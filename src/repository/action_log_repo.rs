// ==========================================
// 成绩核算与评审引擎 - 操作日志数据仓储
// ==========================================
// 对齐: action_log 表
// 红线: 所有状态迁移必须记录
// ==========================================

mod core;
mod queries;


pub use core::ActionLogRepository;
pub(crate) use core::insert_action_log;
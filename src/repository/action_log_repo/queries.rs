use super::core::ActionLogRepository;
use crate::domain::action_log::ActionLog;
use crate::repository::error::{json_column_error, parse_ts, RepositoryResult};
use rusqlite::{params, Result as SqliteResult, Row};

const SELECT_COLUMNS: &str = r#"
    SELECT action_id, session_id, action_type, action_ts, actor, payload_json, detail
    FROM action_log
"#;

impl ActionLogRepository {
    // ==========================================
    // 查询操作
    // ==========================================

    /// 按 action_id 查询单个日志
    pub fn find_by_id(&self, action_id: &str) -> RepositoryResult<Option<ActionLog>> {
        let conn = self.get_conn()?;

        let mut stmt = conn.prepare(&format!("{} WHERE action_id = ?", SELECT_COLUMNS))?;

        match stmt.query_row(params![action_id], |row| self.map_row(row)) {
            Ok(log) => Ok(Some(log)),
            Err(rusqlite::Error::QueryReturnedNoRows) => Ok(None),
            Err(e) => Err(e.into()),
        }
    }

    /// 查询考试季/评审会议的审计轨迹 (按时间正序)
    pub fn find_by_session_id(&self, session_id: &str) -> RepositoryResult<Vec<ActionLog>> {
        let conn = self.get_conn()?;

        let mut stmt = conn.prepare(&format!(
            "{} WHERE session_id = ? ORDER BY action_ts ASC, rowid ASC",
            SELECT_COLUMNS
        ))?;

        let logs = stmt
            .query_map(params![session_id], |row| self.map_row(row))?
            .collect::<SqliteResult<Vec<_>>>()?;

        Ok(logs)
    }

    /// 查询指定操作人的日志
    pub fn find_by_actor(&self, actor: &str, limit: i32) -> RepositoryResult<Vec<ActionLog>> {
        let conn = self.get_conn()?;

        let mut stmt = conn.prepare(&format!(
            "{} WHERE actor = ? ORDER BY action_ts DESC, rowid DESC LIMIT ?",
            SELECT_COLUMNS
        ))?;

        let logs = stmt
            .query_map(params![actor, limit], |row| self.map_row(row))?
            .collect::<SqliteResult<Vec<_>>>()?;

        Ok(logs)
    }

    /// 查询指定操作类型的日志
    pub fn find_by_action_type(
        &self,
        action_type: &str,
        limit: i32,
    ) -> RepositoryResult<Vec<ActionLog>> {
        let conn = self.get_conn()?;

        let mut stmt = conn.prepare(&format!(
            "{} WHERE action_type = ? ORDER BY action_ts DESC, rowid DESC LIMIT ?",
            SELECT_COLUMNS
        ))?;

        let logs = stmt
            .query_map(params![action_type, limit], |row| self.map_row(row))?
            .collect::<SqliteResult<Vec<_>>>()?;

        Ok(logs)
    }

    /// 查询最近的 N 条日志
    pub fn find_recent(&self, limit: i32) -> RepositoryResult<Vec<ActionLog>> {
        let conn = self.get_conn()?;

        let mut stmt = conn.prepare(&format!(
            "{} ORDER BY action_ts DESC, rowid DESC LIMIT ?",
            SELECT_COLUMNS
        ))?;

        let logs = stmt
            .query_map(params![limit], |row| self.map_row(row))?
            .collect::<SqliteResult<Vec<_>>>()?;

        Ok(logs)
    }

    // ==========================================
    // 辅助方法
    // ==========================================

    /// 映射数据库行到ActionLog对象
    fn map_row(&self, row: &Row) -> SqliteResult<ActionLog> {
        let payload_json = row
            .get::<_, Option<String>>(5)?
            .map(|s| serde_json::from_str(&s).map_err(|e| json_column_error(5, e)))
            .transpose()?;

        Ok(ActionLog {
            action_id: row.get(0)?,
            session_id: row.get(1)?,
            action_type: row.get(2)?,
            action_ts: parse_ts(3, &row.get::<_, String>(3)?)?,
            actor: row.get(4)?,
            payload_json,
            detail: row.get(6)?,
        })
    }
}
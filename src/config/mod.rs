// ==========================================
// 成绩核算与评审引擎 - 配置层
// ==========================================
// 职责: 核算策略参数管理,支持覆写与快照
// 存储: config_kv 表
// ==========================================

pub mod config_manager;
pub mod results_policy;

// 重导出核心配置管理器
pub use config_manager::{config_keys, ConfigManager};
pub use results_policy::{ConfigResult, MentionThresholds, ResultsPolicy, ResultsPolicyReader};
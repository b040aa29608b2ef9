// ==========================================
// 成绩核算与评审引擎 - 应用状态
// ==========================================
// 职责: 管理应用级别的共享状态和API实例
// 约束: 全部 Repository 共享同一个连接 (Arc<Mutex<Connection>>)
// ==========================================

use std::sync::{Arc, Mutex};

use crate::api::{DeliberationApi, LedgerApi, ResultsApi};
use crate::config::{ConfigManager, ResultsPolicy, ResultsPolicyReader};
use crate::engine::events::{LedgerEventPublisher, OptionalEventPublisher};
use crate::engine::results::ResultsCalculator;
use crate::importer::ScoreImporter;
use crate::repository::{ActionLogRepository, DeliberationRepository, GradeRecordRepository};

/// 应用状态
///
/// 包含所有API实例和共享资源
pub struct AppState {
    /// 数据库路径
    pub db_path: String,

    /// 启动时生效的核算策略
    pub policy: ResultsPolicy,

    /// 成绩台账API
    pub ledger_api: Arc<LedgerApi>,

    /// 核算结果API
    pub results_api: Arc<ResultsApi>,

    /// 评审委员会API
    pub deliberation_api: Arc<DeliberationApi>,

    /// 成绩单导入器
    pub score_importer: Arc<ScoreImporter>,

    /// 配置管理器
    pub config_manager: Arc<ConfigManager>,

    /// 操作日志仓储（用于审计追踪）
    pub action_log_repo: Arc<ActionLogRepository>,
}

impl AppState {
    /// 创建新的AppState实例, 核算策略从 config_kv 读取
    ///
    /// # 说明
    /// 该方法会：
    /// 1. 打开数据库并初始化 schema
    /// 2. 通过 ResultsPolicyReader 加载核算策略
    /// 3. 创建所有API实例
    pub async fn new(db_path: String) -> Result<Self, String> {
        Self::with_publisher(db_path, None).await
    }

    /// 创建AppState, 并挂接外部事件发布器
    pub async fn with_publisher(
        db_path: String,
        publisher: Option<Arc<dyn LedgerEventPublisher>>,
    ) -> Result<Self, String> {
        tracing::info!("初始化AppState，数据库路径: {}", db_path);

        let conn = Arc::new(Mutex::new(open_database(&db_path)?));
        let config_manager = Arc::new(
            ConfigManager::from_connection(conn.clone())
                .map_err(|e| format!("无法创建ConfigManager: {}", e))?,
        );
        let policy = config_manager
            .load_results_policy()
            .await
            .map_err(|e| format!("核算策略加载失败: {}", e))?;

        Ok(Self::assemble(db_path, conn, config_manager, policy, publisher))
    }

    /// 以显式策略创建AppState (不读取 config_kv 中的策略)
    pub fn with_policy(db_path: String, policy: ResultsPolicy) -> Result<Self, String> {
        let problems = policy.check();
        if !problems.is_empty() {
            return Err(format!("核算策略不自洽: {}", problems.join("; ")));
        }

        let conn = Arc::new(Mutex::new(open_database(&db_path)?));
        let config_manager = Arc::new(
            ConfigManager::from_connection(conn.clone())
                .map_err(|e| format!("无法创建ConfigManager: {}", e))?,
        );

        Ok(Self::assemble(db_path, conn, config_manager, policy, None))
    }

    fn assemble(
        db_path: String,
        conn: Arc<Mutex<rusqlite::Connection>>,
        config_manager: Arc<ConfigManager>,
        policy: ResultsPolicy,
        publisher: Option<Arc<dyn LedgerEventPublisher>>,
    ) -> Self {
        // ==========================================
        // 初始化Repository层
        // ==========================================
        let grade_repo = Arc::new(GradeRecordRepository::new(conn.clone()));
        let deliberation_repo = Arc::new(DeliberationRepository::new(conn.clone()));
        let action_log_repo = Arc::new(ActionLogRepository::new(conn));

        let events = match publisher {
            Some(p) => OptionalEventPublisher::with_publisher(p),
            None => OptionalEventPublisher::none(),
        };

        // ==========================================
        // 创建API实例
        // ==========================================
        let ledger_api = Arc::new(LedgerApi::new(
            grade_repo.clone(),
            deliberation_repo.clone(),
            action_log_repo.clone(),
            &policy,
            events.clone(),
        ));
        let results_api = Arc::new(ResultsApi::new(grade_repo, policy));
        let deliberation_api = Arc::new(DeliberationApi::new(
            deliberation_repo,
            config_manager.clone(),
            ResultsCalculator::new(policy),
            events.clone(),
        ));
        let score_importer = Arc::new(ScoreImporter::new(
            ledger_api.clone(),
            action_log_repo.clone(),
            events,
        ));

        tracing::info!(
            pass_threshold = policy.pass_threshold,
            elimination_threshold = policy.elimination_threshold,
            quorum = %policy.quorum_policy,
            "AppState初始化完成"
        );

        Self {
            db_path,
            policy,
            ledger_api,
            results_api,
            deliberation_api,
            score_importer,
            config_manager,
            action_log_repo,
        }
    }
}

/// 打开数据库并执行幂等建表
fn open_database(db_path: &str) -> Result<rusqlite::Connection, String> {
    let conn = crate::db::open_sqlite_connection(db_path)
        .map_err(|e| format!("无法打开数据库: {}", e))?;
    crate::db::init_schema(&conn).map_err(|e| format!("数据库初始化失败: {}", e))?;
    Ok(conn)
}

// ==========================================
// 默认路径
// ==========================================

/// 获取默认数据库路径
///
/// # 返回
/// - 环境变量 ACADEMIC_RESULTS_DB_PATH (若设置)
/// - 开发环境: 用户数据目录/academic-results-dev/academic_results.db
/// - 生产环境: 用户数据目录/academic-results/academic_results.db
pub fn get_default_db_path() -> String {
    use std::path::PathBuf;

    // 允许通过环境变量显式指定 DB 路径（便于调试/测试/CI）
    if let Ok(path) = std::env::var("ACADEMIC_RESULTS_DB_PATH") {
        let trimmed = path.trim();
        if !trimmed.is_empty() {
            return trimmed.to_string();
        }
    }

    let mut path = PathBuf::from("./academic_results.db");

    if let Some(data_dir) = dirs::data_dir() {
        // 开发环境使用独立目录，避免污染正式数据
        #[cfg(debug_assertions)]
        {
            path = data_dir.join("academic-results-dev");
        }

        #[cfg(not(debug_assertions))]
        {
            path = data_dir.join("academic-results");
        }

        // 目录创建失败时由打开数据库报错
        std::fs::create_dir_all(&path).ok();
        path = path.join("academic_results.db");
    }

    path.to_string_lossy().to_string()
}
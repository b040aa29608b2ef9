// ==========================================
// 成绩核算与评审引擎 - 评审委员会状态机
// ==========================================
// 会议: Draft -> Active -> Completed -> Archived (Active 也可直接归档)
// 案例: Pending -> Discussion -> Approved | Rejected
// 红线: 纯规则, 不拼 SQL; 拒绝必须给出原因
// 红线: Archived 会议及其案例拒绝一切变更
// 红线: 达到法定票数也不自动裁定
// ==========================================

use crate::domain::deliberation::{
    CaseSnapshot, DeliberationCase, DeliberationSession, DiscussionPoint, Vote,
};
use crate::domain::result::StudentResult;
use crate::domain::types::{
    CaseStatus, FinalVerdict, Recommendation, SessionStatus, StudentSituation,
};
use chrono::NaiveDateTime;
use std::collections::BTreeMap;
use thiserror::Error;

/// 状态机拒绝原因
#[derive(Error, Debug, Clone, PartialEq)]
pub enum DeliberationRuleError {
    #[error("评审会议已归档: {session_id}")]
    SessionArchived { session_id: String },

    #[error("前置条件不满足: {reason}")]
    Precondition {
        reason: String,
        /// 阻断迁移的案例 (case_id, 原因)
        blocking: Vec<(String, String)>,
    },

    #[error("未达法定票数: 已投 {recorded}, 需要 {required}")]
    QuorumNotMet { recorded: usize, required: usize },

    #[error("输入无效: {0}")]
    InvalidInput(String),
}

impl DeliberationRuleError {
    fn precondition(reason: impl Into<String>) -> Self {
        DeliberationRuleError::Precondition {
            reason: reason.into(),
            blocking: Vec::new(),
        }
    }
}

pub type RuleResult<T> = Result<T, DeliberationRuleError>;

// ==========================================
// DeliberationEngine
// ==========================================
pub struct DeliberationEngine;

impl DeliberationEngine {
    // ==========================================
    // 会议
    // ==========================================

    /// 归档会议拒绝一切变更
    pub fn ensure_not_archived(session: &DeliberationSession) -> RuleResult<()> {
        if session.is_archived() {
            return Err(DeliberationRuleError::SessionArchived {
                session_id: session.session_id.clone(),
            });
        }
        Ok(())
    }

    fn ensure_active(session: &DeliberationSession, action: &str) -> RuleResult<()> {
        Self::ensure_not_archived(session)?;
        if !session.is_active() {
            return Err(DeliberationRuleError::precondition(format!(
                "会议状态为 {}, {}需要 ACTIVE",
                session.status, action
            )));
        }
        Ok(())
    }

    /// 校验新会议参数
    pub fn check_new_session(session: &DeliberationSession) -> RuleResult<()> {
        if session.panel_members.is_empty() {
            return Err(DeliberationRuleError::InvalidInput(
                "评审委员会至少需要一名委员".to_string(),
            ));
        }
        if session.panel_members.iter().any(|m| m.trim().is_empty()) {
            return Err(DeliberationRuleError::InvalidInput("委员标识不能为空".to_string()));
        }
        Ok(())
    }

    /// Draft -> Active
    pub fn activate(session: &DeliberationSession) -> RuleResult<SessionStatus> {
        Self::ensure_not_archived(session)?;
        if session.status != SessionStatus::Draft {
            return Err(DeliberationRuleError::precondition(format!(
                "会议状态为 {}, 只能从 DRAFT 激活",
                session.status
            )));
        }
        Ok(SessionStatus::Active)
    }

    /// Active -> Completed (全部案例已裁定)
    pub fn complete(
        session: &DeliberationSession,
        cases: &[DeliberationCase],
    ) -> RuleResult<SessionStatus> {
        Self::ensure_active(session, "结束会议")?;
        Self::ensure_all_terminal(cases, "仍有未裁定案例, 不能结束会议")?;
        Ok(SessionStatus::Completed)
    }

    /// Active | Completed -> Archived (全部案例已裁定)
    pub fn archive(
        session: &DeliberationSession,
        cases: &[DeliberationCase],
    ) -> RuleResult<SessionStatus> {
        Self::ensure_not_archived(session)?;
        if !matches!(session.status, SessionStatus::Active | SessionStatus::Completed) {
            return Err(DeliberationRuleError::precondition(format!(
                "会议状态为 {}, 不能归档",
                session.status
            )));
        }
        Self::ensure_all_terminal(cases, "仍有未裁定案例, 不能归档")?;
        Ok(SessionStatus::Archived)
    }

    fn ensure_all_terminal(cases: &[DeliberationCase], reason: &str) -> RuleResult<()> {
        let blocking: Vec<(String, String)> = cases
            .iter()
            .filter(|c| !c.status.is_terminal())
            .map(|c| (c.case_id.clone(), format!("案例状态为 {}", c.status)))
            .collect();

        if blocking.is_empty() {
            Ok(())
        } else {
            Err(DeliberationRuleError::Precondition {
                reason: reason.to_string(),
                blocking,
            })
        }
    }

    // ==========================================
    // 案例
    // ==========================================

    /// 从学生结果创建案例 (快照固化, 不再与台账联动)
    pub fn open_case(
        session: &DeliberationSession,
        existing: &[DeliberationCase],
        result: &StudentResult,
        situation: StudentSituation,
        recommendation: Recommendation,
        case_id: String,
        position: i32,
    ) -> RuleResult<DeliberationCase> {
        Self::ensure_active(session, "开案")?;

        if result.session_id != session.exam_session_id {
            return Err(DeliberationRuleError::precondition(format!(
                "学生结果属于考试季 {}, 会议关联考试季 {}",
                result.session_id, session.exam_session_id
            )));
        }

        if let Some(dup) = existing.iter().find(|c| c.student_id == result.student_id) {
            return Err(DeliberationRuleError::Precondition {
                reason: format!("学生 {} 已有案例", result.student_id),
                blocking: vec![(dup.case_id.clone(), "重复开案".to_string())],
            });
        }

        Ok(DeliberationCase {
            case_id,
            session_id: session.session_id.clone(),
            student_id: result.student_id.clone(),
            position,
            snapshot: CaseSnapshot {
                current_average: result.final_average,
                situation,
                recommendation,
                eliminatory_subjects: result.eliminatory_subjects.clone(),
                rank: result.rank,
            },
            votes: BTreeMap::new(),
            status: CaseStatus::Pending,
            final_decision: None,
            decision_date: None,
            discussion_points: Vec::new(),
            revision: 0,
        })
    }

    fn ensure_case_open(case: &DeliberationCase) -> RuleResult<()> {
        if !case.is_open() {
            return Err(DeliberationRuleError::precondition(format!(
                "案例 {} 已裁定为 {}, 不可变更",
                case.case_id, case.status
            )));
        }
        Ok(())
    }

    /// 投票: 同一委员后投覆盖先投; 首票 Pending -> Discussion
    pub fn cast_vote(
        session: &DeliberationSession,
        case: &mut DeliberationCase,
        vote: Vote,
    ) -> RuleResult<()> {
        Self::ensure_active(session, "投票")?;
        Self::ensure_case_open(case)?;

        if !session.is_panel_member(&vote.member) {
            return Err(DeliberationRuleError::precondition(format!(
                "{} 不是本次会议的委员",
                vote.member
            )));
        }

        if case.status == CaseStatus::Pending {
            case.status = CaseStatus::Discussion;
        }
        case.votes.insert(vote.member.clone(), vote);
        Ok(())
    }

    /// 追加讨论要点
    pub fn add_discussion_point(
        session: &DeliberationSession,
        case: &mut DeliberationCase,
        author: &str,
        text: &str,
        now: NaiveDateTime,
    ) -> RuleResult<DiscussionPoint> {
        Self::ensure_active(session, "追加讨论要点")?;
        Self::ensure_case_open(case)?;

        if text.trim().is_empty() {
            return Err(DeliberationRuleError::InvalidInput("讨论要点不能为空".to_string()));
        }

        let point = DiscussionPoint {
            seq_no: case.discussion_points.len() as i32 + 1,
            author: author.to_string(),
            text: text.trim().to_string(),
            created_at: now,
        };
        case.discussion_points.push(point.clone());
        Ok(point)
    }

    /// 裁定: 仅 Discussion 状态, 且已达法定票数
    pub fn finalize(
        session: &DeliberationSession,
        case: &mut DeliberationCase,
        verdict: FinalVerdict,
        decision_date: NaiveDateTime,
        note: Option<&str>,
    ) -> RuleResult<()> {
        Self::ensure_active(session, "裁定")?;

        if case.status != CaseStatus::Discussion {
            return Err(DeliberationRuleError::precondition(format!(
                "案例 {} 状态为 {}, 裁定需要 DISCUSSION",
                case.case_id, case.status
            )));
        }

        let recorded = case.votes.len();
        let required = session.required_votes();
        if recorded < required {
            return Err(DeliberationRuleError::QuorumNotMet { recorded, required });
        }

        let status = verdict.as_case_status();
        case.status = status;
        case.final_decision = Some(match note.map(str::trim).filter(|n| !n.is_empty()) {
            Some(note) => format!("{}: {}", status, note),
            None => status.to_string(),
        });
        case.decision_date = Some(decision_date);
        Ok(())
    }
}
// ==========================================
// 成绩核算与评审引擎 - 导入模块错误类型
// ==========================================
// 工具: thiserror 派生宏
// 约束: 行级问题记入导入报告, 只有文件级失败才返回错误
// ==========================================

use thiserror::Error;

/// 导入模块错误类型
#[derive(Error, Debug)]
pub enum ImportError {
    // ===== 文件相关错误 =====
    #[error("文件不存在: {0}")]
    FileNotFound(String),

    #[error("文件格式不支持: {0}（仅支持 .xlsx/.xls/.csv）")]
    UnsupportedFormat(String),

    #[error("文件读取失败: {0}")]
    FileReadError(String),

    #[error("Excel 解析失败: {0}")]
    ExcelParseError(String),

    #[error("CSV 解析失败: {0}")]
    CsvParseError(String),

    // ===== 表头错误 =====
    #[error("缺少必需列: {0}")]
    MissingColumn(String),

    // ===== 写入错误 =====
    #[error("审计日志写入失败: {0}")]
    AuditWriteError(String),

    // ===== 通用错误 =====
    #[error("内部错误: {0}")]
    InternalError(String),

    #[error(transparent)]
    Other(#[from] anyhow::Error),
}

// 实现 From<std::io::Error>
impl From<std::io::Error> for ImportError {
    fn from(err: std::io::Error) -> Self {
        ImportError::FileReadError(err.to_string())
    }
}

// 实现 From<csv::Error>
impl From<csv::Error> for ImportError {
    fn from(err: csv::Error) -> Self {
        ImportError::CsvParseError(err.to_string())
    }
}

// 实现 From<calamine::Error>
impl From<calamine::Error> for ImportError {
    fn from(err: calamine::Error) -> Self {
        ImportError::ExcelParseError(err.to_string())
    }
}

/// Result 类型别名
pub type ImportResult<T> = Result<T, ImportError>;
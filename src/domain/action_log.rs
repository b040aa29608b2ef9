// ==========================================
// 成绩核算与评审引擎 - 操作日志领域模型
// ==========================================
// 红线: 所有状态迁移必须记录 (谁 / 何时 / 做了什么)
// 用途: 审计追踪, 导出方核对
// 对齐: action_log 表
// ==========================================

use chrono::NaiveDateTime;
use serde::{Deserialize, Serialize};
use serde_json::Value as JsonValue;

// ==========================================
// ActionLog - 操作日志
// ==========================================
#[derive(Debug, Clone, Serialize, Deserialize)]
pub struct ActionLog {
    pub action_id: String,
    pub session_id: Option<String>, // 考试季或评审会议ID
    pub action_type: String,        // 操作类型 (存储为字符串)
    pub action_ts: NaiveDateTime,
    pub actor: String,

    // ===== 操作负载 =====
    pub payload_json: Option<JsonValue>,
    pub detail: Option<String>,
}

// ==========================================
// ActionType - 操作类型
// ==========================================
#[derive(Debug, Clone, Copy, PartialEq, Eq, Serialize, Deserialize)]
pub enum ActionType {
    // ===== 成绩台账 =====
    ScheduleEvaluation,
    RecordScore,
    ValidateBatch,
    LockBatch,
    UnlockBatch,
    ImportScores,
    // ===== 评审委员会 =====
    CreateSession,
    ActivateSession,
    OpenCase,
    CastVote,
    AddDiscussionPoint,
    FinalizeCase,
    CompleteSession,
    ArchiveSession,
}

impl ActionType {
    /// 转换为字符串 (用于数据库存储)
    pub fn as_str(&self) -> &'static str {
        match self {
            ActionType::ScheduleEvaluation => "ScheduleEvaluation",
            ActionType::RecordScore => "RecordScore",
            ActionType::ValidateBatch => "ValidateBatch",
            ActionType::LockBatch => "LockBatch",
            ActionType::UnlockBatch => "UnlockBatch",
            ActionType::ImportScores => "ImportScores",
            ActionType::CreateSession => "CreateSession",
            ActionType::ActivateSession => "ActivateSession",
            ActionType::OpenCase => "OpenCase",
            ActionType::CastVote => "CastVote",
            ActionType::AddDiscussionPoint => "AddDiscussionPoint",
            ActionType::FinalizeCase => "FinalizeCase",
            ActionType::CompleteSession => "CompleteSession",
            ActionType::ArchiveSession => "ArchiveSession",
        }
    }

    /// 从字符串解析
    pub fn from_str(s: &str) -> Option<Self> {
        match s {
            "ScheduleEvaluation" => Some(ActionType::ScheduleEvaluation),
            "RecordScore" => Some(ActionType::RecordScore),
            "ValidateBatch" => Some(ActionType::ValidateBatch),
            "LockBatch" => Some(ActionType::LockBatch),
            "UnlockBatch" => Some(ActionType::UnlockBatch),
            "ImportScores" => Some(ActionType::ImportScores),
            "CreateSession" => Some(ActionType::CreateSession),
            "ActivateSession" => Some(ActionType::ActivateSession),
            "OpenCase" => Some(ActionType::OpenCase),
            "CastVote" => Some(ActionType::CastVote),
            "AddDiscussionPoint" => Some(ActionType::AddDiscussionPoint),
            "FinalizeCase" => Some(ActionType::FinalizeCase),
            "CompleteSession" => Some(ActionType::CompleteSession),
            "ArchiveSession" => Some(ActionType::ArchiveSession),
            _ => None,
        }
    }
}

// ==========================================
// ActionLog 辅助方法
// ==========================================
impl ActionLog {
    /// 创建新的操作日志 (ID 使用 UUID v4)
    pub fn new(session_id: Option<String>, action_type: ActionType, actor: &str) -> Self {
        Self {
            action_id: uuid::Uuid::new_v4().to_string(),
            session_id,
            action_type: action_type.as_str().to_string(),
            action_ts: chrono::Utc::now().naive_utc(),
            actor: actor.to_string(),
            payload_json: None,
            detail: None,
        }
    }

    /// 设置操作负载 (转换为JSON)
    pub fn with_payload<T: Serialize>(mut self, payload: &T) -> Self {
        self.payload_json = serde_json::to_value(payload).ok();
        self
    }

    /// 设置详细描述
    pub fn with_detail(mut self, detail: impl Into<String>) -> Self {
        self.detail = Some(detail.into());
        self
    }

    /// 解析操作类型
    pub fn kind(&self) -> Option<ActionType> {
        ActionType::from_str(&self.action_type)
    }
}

·····

_TO DO_:
Go to the line in the material above that contains "self.payload_json = serde_json::to_value(payload).ok();" and copy exactly from there through the line that contains "pub fn kind(&self)", stopping after it.

_TASK RESULT_:
        self.payload_json = serde_json::to_value(payload).ok();
        self
    }

    /// 设置详细描述
    pub fn with_detail(mut self, detail: impl Into<String>) -> Self {
        self.detail = Some(detail.into());
        self
    }

    /// 解析操作类型
    pub fn kind(&self) -> Option<ActionType> {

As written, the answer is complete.